Sumber Dasar Teori :
Google.com
Buku IPA Biologi kelas XI, Yudhistira
Buku IPA Kimia kelas XI, Grafindo Media Pratama
Alat dan Bahan :
Penjepit
Gelas reaksi
Pipet tetes
Tabung reaksi
Cawan petri
Aquades
Corong kaca
Lensa mikroskop
Pinset
Pembakar spiritus
Indicator PH universal
Air liur
Larutan Fetilling A & B
Tepung kanji
NaOH 10 %
HCl 3,5 %
Cara Kerja :
Uji terhadap Amilum
1. Masukkan larutan kanji ke dalam tabung reaksi A & B masing-masing 1 ml
2. Masukkan 1 ml air liur ke dalam tabung B, kemudian kocok sampai rata dan
biarkan selama 5 menit.
3. Ukur PH larutan kanji ke dalam tabung B dengan menggunakan indicator PH
universal, kemudian catat hasilnya.
4. Masukkan masing-masing 3 tetes larutan fehling A & B ke dalam tabung A &
B, kemudian dipanaskan diatas pembakar spiritus selama 1 menit.
5. Amati perubahan warna larutan pada tabung reaksi A & B
Uji Larutan
1. Masukkan larutan kanji ke dalam tabung reaksi C & D masing-masing 1 ml.
2. Tambahkan 3 tetes HCl 3,5 % ke dalam tabung reaksi C & 3 tetes NaOH 10 %
ke dalam tabung reaksi D.
3. Ukur PH larutan kanji dengan menggunakan kertas indicator PH universal &
mencatat hasilnya.
4. Tambahkan 1 ml air liur masing-masing ke dalam tabung reaksi C & D,
kemudian dikocok sampai rata & biarkan selama 5 menit.
5. Uji kedua larutan tersebut menggunakan fehling A & B, kemudian panaskan
kedua larutan tersebut diatas pembakar spiritus selama ± 1 menit.
6. Mengamati perubahan warna larutan pada tabung reaksi C & D.
Data Pengamatan :
Tabung Bahan dan Perlakuan Bahan Hasil uji
+ -
A Larutan kanji + Fehling A & B
B Larutan kanji + air liur + fehling A & B
C Larutan knaji + HCl + air liur + fehilng A & B
D Larutan kanji + NaOH + air liur + fehling A & B
Pertanyaan :
Soal
1) Bagaimanakah perubahan warna pada tabung A & B? apa arti dari perubahan
warna tersebut?
2) Mengapa pemberian HCl dan NaOH dilakukan lebih dahulu daripada air liur?
3) Pada pH berapa enzim ptialin bekerja secara efektif?
Jawaban
1) Pada tabung A, tidak berubah. Karena tidak terjadi perubahan amilum
menjadi maltosa.
Pada tabung B, berubah. Karena adanya perubahan amilum menjadi maltosa.
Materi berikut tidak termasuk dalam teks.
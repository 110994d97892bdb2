//! Shipment and transport movement models

use chrono::{DateTime, NaiveDate, Utc};
use rust_decimal::Decimal;
use serde::{Deserialize, Serialize};
use uuid::Uuid;

/// A shipment of goods between two warehouses
#[derive(Debug, Clone, Serialize, Deserialize)]
pub struct Shipment {
    pub id: Uuid,
    pub business_id: Uuid,
    pub shipment_number: String,
    pub tracking_number: String,
    pub origin_warehouse_id: Uuid,
    pub destination_warehouse_id: Uuid,
    pub transport_id: Uuid,
    pub items: Vec<ShipmentItem>,
    pub status: ShipmentStatus,
    pub priority: ShipmentPriority,
    pub scheduled_pickup_date: Option<DateTime<Utc>>,
    pub actual_pickup_date: Option<DateTime<Utc>>,
    pub scheduled_delivery_date: Option<DateTime<Utc>>,
    pub actual_delivery_date: Option<DateTime<Utc>>,
    pub delivery_notes: Option<String>,
    /// Sum of line item totals, fixed at creation time
    pub total_value: Decimal,
    pub current_location: Option<ShipmentLocation>,
    /// Append-only; every location update is kept
    pub location_history: Vec<ShipmentLocation>,
    pub temperature_range: Option<TemperatureRange>,
    pub current_temperature: Option<Decimal>,
    pub is_insured: bool,
    pub insurance_value: Option<Decimal>,
    pub quality_check: Option<QualityCheck>,
    pub del_flag: bool,
    pub created_at: DateTime<Utc>,
    pub updated_at: DateTime<Utc>,
}

/// One line item on a shipment
#[derive(Debug, Clone, Serialize, Deserialize)]
pub struct ShipmentItem {
    pub product_id: Uuid,
    pub quantity: i32,
    pub unit_price: Decimal,
    pub total_value: Decimal,
    pub condition: ItemCondition,
    pub batch_number: Option<String>,
    pub expiry_date: Option<NaiveDate>,
}

/// Condition of goods on a line item
#[derive(Debug, Clone, Copy, Serialize, Deserialize, PartialEq, Eq, Default)]
#[serde(rename_all = "snake_case")]
pub enum ItemCondition {
    #[default]
    Good,
    Damaged,
    Expired,
}

/// Lifecycle status of a shipment
#[derive(Debug, Clone, Copy, Serialize, Deserialize, PartialEq, Eq)]
#[serde(rename_all = "snake_case")]
pub enum ShipmentStatus {
    Pending,
    InTransit,
    Delivered,
    Cancelled,
    Delayed,
    Damaged,
}

impl ShipmentStatus {
    pub fn as_str(&self) -> &'static str {
        match self {
            ShipmentStatus::Pending => "pending",
            ShipmentStatus::InTransit => "in_transit",
            ShipmentStatus::Delivered => "delivered",
            ShipmentStatus::Cancelled => "cancelled",
            ShipmentStatus::Delayed => "delayed",
            ShipmentStatus::Damaged => "damaged",
        }
    }

    /// Statuses a shipment may move to from this one.
    ///
    /// Delayed and damaged shipments can recover to in-transit or go
    /// straight to delivered. Delivered and cancelled are terminal.
    pub fn allowed_transitions(&self) -> &'static [ShipmentStatus] {
        match self {
            ShipmentStatus::Pending => {
                &[ShipmentStatus::InTransit, ShipmentStatus::Cancelled]
            }
            ShipmentStatus::InTransit => &[
                ShipmentStatus::Delivered,
                ShipmentStatus::Delayed,
                ShipmentStatus::Damaged,
                ShipmentStatus::Cancelled,
            ],
            ShipmentStatus::Delayed | ShipmentStatus::Damaged => &[
                ShipmentStatus::InTransit,
                ShipmentStatus::Delivered,
                ShipmentStatus::Cancelled,
            ],
            ShipmentStatus::Delivered | ShipmentStatus::Cancelled => &[],
        }
    }

    pub fn can_transition_to(&self, next: ShipmentStatus) -> bool {
        self.allowed_transitions().contains(&next)
    }

    pub fn is_terminal(&self) -> bool {
        self.allowed_transitions().is_empty()
    }
}

impl std::str::FromStr for ShipmentStatus {
    type Err = ();

    fn from_str(s: &str) -> Result<Self, Self::Err> {
        match s {
            "pending" => Ok(ShipmentStatus::Pending),
            "in_transit" => Ok(ShipmentStatus::InTransit),
            "delivered" => Ok(ShipmentStatus::Delivered),
            "cancelled" => Ok(ShipmentStatus::Cancelled),
            "delayed" => Ok(ShipmentStatus::Delayed),
            "damaged" => Ok(ShipmentStatus::Damaged),
            _ => Err(()),
        }
    }
}

impl std::fmt::Display for ShipmentStatus {
    fn fmt(&self, f: &mut std::fmt::Formatter<'_>) -> std::fmt::Result {
        write!(f, "{}", self.as_str())
    }
}

/// Delivery priority of a shipment
#[derive(Debug, Clone, Copy, Serialize, Deserialize, PartialEq, Eq, Default)]
#[serde(rename_all = "snake_case")]
pub enum ShipmentPriority {
    Low,
    #[default]
    Normal,
    High,
    Urgent,
}

impl ShipmentPriority {
    pub fn as_str(&self) -> &'static str {
        match self {
            ShipmentPriority::Low => "low",
            ShipmentPriority::Normal => "normal",
            ShipmentPriority::High => "high",
            ShipmentPriority::Urgent => "urgent",
        }
    }
}

/// A point on a shipment's route
#[derive(Debug, Clone, Serialize, Deserialize)]
pub struct ShipmentLocation {
    pub latitude: Option<Decimal>,
    pub longitude: Option<Decimal>,
    pub address: Option<String>,
    pub notes: Option<String>,
    pub recorded_at: DateTime<Utc>,
}

/// Required temperature band for refrigerated goods
#[derive(Debug, Clone, Serialize, Deserialize, PartialEq)]
pub struct TemperatureRange {
    pub min_celsius: Decimal,
    pub max_celsius: Decimal,
}

/// Quality inspection record for a shipment.
/// Re-running the check replaces the whole record.
#[derive(Debug, Clone, Serialize, Deserialize)]
pub struct QualityCheck {
    pub performed_by: String,
    pub performed_at: DateTime<Utc>,
    pub results: String,
    pub issues: Vec<String>,
    pub approved: bool,
}

/// Sum line item totals, normalized to 2 decimal places
pub fn compute_total_value(items: &[ShipmentItem]) -> Decimal {
    items
        .iter()
        .map(|item| item.total_value)
        .sum::<Decimal>()
        .round_dp(2)
}

/// Line item total for a quantity at a unit price, rounded to 2 decimal places
pub fn line_item_total(quantity: i32, unit_price: Decimal) -> Decimal {
    (Decimal::from(quantity) * unit_price).round_dp(2)
}

/// Generate a shipment number (e.g., "SHP-20240115-4F2A9C").
/// Uniqueness rests on the date plus random suffix; collisions are
/// practically impossible but not guaranteed.
pub fn generate_shipment_number(date: NaiveDate, suffix: &str) -> String {
    format!("SHP-{}-{}", date.format("%Y%m%d"), suffix.to_uppercase())
}

/// Generate a tracking number (e.g., "TRK-20240115-9D41B7")
pub fn generate_tracking_number(date: NaiveDate, suffix: &str) -> String {
    format!("TRK-{}-{}", date.format("%Y%m%d"), suffix.to_uppercase())
}

#[cfg(test)]
mod tests {
    use super::*;
    use std::str::FromStr;

    fn item(quantity: i32, unit_price: &str) -> ShipmentItem {
        let price = Decimal::from_str(unit_price).unwrap();
        ShipmentItem {
            product_id: Uuid::new_v4(),
            quantity,
            unit_price: price,
            total_value: line_item_total(quantity, price),
            condition: ItemCondition::Good,
            batch_number: None,
            expiry_date: None,
        }
    }

    #[test]
    fn test_total_value_sums_line_items() {
        let items = vec![item(3, "10.50"), item(2, "4.25")];
        assert_eq!(compute_total_value(&items), Decimal::from_str("40.00").unwrap());
    }

    #[test]
    fn test_line_item_total_rounds_to_cents() {
        // 3 * 0.333 = 0.999, rounds to 1.00
        assert_eq!(
            line_item_total(3, Decimal::from_str("0.333").unwrap()),
            Decimal::from_str("1.00").unwrap()
        );
    }

    #[test]
    fn test_pending_can_only_start_or_cancel() {
        let s = ShipmentStatus::Pending;
        assert!(s.can_transition_to(ShipmentStatus::InTransit));
        assert!(s.can_transition_to(ShipmentStatus::Cancelled));
        assert!(!s.can_transition_to(ShipmentStatus::Delivered));
        assert!(!s.can_transition_to(ShipmentStatus::Delayed));
    }

    #[test]
    fn test_delayed_can_recover() {
        assert!(ShipmentStatus::Delayed.can_transition_to(ShipmentStatus::InTransit));
        assert!(ShipmentStatus::Damaged.can_transition_to(ShipmentStatus::InTransit));
    }

    #[test]
    fn test_terminal_states_allow_nothing() {
        assert!(ShipmentStatus::Delivered.is_terminal());
        assert!(ShipmentStatus::Cancelled.is_terminal());
        assert!(!ShipmentStatus::Delivered.can_transition_to(ShipmentStatus::Pending));
    }

    #[test]
    fn test_status_round_trips_through_str() {
        for s in [
            ShipmentStatus::Pending,
            ShipmentStatus::InTransit,
            ShipmentStatus::Delivered,
            ShipmentStatus::Cancelled,
            ShipmentStatus::Delayed,
            ShipmentStatus::Damaged,
        ] {
            assert_eq!(ShipmentStatus::from_str(s.as_str()), Ok(s));
        }
    }
}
2) Pemberian HCl dan NaOH dilakukan terlebih dahulu, Karena enzim ptialin
akan bereaksi dengan larutan dalam tabung C & D. Sehingga pemberian HCl
dan NaOH menjadi tidak ada fungsinya.
Pemberian HCl dan NaOH sebelum air liur agar dapat menguji apakah ada
pengaruh pH asam atau basa terhadap kerja enzim ptialin/amilase.
3) Enzim ptialin bekerja secara efektif saat pH mencapai kisaran 7. Bila dalam
keadaan asam atau basa, enzim ini tidak bekerja efektif.